▶ **TASK TO CARRY OUT**
Determine the number of lines in the listing that include the string "PrimitiveError"; the reply consists of that number only.

▶ **GIVEN ENTRIES**
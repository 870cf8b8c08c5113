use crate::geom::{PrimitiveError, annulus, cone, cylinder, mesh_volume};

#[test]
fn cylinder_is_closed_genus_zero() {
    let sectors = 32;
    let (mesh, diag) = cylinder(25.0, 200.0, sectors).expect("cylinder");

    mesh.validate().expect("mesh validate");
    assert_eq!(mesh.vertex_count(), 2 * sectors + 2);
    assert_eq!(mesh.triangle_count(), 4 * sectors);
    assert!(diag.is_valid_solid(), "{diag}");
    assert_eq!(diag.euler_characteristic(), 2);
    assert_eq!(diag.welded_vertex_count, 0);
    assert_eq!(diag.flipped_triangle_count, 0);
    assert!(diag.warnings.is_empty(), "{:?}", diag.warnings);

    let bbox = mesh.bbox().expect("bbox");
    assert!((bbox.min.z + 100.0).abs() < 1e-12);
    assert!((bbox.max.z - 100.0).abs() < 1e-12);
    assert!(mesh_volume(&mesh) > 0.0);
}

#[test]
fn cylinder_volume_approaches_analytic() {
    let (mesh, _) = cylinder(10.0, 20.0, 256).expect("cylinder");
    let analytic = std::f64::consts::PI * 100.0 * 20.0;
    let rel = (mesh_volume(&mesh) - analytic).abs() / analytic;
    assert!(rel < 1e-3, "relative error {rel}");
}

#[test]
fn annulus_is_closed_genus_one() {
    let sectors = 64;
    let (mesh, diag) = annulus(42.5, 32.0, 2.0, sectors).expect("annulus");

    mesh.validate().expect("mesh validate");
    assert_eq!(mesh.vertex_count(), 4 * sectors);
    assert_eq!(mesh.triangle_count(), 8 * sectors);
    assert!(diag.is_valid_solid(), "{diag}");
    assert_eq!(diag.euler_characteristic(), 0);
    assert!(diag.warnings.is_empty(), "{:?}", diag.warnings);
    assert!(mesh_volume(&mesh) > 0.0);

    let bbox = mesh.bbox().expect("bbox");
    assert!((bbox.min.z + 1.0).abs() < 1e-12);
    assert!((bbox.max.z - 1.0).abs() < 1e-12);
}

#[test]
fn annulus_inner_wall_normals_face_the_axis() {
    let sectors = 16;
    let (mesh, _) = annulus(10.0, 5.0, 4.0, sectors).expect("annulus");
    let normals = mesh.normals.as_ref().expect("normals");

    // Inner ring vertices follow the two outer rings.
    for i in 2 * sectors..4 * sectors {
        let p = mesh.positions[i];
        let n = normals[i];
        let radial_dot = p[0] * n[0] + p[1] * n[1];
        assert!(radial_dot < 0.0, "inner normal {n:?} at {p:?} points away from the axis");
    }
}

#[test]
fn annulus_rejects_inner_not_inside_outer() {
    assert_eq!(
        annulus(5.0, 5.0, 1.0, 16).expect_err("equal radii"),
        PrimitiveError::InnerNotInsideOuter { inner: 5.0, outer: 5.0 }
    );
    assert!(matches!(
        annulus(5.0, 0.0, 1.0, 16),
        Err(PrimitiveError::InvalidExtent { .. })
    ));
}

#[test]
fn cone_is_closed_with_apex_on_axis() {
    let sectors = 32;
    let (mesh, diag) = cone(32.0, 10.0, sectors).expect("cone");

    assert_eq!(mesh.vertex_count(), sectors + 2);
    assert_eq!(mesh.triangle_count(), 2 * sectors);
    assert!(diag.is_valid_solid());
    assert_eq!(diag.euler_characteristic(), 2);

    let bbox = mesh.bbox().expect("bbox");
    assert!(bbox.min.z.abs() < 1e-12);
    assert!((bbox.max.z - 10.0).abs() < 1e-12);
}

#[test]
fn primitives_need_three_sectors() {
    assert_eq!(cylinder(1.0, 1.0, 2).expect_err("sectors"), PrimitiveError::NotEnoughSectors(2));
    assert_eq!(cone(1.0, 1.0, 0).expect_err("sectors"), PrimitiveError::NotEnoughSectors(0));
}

▶ **ANSWER**
5